[Records from a collection]
━━━━━━━━━━━━━━━━
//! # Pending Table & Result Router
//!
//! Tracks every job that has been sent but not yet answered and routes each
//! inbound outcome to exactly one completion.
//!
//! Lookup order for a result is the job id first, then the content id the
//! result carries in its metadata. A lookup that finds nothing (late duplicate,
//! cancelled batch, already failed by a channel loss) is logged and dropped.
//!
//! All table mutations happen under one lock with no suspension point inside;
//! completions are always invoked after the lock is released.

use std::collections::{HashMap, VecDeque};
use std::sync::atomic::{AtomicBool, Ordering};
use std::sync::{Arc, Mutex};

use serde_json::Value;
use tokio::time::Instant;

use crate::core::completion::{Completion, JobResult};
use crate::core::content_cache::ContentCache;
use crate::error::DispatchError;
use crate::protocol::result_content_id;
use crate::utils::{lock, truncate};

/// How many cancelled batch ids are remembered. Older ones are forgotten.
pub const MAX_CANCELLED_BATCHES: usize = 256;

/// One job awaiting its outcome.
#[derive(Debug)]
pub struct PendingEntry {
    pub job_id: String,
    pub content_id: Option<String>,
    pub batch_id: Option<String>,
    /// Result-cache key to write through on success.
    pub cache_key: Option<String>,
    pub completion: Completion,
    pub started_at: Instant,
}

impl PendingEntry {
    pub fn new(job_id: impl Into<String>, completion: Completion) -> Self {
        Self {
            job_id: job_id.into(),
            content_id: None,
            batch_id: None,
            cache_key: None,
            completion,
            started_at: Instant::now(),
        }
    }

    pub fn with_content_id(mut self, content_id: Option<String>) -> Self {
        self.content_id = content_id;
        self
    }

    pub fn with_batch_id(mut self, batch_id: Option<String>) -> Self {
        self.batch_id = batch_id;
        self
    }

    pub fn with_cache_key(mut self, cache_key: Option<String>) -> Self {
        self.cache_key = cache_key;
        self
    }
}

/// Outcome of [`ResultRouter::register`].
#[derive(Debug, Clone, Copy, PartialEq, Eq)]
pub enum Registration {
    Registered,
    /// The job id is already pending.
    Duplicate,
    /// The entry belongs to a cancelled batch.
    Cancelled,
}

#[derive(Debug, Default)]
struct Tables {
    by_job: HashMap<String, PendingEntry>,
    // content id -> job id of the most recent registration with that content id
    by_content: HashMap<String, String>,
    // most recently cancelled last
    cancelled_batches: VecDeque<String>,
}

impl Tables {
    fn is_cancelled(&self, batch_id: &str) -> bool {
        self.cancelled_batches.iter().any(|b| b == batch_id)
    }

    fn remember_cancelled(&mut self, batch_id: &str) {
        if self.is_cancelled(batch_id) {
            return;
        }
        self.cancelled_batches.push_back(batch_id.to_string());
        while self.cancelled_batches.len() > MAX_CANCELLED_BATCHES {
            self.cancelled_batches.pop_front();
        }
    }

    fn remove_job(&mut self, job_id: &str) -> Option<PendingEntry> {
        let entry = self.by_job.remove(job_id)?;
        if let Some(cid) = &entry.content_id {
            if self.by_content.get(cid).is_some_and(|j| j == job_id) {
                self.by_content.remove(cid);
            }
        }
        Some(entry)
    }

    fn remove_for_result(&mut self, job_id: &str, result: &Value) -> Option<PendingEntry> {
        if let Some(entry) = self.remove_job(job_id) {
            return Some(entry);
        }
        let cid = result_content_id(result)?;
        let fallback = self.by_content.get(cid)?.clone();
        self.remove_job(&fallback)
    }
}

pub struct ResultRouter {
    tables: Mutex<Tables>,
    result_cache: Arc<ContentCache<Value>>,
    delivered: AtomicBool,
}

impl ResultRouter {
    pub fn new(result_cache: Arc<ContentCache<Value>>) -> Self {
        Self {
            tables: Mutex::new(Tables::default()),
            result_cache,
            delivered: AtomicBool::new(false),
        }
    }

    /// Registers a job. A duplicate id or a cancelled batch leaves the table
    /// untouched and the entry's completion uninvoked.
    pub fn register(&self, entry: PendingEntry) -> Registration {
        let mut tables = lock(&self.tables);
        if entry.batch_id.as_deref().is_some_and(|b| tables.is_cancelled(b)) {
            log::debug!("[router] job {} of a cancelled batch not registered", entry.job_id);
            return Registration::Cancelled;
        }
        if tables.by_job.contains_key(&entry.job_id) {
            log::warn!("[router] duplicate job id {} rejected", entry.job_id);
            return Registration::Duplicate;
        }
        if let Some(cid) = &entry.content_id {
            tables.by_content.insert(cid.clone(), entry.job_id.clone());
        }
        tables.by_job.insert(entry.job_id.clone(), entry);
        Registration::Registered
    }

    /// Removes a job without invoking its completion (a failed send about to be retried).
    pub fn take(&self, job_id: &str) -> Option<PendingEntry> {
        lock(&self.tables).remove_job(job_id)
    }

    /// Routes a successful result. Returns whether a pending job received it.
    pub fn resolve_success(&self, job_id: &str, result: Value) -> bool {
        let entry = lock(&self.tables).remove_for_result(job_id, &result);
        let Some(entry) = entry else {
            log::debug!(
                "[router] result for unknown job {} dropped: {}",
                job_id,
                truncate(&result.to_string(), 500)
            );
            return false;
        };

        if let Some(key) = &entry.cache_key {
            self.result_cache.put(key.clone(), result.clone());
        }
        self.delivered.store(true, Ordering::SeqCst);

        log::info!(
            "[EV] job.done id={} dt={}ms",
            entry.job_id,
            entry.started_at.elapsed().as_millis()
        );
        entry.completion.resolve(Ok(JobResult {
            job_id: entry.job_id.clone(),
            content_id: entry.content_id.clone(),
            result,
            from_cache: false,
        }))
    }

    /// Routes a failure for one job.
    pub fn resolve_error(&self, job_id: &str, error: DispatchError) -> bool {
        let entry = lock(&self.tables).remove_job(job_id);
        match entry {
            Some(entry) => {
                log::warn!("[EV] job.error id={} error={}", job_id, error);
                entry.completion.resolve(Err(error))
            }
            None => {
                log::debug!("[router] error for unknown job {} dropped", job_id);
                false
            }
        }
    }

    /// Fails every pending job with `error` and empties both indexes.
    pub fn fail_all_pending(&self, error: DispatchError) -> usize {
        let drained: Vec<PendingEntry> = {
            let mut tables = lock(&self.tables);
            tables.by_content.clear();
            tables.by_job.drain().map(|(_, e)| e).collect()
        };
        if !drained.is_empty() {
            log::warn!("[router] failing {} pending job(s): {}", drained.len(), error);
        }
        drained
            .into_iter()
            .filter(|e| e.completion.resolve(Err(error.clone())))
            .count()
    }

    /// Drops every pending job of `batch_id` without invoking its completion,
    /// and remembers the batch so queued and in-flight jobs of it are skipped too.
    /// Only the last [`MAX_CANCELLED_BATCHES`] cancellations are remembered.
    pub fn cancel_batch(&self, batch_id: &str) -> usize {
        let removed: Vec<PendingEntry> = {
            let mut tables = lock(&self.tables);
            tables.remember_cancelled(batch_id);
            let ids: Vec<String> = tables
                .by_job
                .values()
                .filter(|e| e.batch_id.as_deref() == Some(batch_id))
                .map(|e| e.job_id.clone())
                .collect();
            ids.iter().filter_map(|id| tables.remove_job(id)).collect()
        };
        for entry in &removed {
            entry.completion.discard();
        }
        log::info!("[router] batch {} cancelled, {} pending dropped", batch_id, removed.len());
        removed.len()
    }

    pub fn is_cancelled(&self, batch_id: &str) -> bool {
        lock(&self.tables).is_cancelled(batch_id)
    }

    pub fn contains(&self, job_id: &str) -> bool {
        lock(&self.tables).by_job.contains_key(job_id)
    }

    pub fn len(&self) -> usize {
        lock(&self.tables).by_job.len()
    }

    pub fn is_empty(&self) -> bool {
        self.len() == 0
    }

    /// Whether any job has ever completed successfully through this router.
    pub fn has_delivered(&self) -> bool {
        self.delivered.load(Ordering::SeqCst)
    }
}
━━━━━━━━━━━━━━━━
[Task prompt]:
Could every entry be given again exactly, with no line skipped?

[Response below]:
//! # Pending Table & Result Router
//!
//! Tracks every job that has been sent but not yet answered and routes each
//! inbound outcome to exactly one completion.
//!
//! Lookup order for a result is the job id first, then the content id the
//! result carries in its metadata. A lookup that finds nothing (late duplicate,
//! cancelled batch, already failed by a channel loss) is logged and dropped.
//!
//! All table mutations happen under one lock with no suspension point inside;
//! completions are always invoked after the lock is released.

use std::collections::{HashMap, VecDeque};
use std::sync::atomic::{AtomicBool, Ordering};
use std::sync::{Arc, Mutex};

use serde_json::Value;
use tokio::time::Instant;

use crate::core::completion::{Completion, JobResult};
use crate::core::content_cache::ContentCache;
use crate::error::DispatchError;
use crate::protocol::result_content_id;
use crate::utils::{lock, truncate};

/// How many cancelled batch ids are remembered. Older ones are forgotten.
pub const MAX_CANCELLED_BATCHES: usize = 256;

/// One job awaiting its outcome.
#[derive(Debug)]
pub struct PendingEntry {
    pub job_id: String,
    pub content_id: Option<String>,
    pub batch_id: Option<String>,
    /// Result-cache key to write through on success.
    pub cache_key: Option<String>,
    pub completion: Completion,
    pub started_at: Instant,
}

impl PendingEntry {
    pub fn new(job_id: impl Into<String>, completion: Completion) -> Self {
        Self {
            job_id: job_id.into(),
            content_id: None,
            batch_id: None,
            cache_key: None,
            completion,
            started_at: Instant::now(),
        }
    }

    pub fn with_content_id(mut self, content_id: Option<String>) -> Self {
        self.content_id = content_id;
        self
    }

    pub fn with_batch_id(mut self, batch_id: Option<String>) -> Self {
        self.batch_id = batch_id;
        self
    }

    pub fn with_cache_key(mut self, cache_key: Option<String>) -> Self {
        self.cache_key = cache_key;
        self
    }
}

/// Outcome of [`ResultRouter::register`].
#[derive(Debug, Clone, Copy, PartialEq, Eq)]
pub enum Registration {
    Registered,
    /// The job id is already pending.
    Duplicate,
    /// The entry belongs to a cancelled batch.
    Cancelled,
}

#[derive(Debug, Default)]
struct Tables {
    by_job: HashMap<String, PendingEntry>,
    // content id -> job id of the most recent registration with that content id
    by_content: HashMap<String, String>,
    // most recently cancelled last
    cancelled_batches: VecDeque<String>,
}

impl Tables {
    fn is_cancelled(&self, batch_id: &str) -> bool {
        self.cancelled_batches.iter().any(|b| b == batch_id)
    }

    fn remember_cancelled(&mut self, batch_id: &str) {
        if self.is_cancelled(batch_id) {
            return;
        }
        self.cancelled_batches.push_back(batch_id.to_string());
        while self.cancelled_batches.len() > MAX_CANCELLED_BATCHES {
            self.cancelled_batches.pop_front();
        }
    }

    fn remove_job(&mut self, job_id: &str) -> Option<PendingEntry> {
        let entry = self.by_job.remove(job_id)?;
        if let Some(cid) = &entry.content_id {
            if self.by_content.get(cid).is_some_and(|j| j == job_id) {
                self.by_content.remove(cid);
            }
        }
        Some(entry)
    }

    fn remove_for_result(&mut self, job_id: &str, result: &Value) -> Option<PendingEntry> {
        if let Some(entry) = self.remove_job(job_id) {
            return Some(entry);
        }
        let cid = result_content_id(result)?;
        let fallback = self.by_content.get(cid)?.clone();
        self.remove_job(&fallback)
    }
}

pub struct ResultRouter {
    tables: Mutex<Tables>,
    result_cache: Arc<ContentCache<Value>>,
    delivered: AtomicBool,
}

impl ResultRouter {
    pub fn new(result_cache: Arc<ContentCache<Value>>) -> Self {
        Self {
            tables: Mutex::new(Tables::default()),
            result_cache,
            delivered: AtomicBool::new(false),
        }
    }

    /// Registers a job. A duplicate id or a cancelled batch leaves the table
    /// untouched and the entry's completion uninvoked.
    pub fn register(&self, entry: PendingEntry) -> Registration {
        let mut tables = lock(&self.tables);
        if entry.batch_id.as_deref().is_some_and(|b| tables.is_cancelled(b)) {
            log::debug!("[router] job {} of a cancelled batch not registered", entry.job_id);
            return Registration::Cancelled;
        }
        if tables.by_job.contains_key(&entry.job_id) {
            log::warn!("[router] duplicate job id {} rejected", entry.job_id);
            return Registration::Duplicate;
        }
        if let Some(cid) = &entry.content_id {
            tables.by_content.insert(cid.clone(), entry.job_id.clone());
        }
        tables.by_job.insert(entry.job_id.clone(), entry);
        Registration::Registered
    }

    /// Removes a job without invoking its completion (a failed send about to be retried).
    pub fn take(&self, job_id: &str) -> Option<PendingEntry> {
        lock(&self.tables).remove_job(job_id)
    }

    /// Routes a successful result. Returns whether a pending job received it.
    pub fn resolve_success(&self, job_id: &str, result: Value) -> bool {
        let entry = lock(&self.tables).remove_for_result(job_id, &result);
        let Some(entry) = entry else {
            log::debug!(
                "[router] result for unknown job {} dropped: {}",
                job_id,
                truncate(&result.to_string(), 500)
            );
            return false;
        };

        if let Some(key) = &entry.cache_key {
            self.result_cache.put(key.clone(), result.clone());
        }
        self.delivered.store(true, Ordering::SeqCst);

        log::info!(
            "[EV] job.done id={} dt={}ms",
            entry.job_id,
            entry.started_at.elapsed().as_millis()
        );
        entry.completion.resolve(Ok(JobResult {
            job_id: entry.job_id.clone(),
            content_id: entry.content_id.clone(),
            result,
            from_cache: false,
        }))
    }

    /// Routes a failure for one job.
    pub fn resolve_error(&self, job_id: &str, error: DispatchError) -> bool {
        let entry = lock(&self.tables).remove_job(job_id);
        match entry {
            Some(entry) => {
                log::warn!("[EV] job.error id={} error={}", job_id, error);
                entry.completion.resolve(Err(error))
            }
            None => {
                log::debug!("[router] error for unknown job {} dropped", job_id);
                false
            }
        }
    }

    /// Fails every pending job with `error` and empties both indexes.
    pub fn fail_all_pending(&self, error: DispatchError) -> usize {
        let drained: Vec<PendingEntry> = {
            let mut tables = lock(&self.tables);
            tables.by_content.clear();
            tables.by_job.drain().map(|(_, e)| e).collect()
        };
        if !drained.is_empty() {
            log::warn!("[router] failing {} pending job(s): {}", drained.len(), error);
        }
        drained
            .into_iter()
            .filter(|e| e.completion.resolve(Err(error.clone())))
            .count()
    }

    /// Drops every pending job of `batch_id` without invoking its completion,
    /// and remembers the batch so queued and in-flight jobs of it are skipped too.
    /// Only the last [`MAX_CANCELLED_BATCHES`] cancellations are remembered.
    pub fn cancel_batch(&self, batch_id: &str) -> usize {
        let removed: Vec<PendingEntry> = {
            let mut tables = lock(&self.tables);
            tables.remember_cancelled(batch_id);
            let ids: Vec<String> = tables
                .by_job
                .values()
                .filter(|e| e.batch_id.as_deref() == Some(batch_id))
                .map(|e| e.job_id.clone())
                .collect();
            ids.iter().filter_map(|id| tables.remove_job(id)).collect()
        };
        for entry in &removed {
            entry.completion.discard();
        }
        log::info!("[router] batch {} cancelled, {} pending dropped", batch_id, removed.len());
        removed.len()
    }

    pub fn is_cancelled(&self, batch_id: &str) -> bool {
        lock(&self.tables).is_cancelled(batch_id)
    }

    pub fn contains(&self, job_id: &str) -> bool {
        lock(&self.tables).by_job.contains_key(job_id)
    }

    pub fn len(&self) -> usize {
        lock(&self.tables).by_job.len()
    }

    pub fn is_empty(&self) -> bool {
        self.len() == 0
    }

    /// Whether any job has ever completed successfully through this router.
    pub fn has_delivered(&self) -> bool {
        self.delivered.load(Ordering::SeqCst)
    }
}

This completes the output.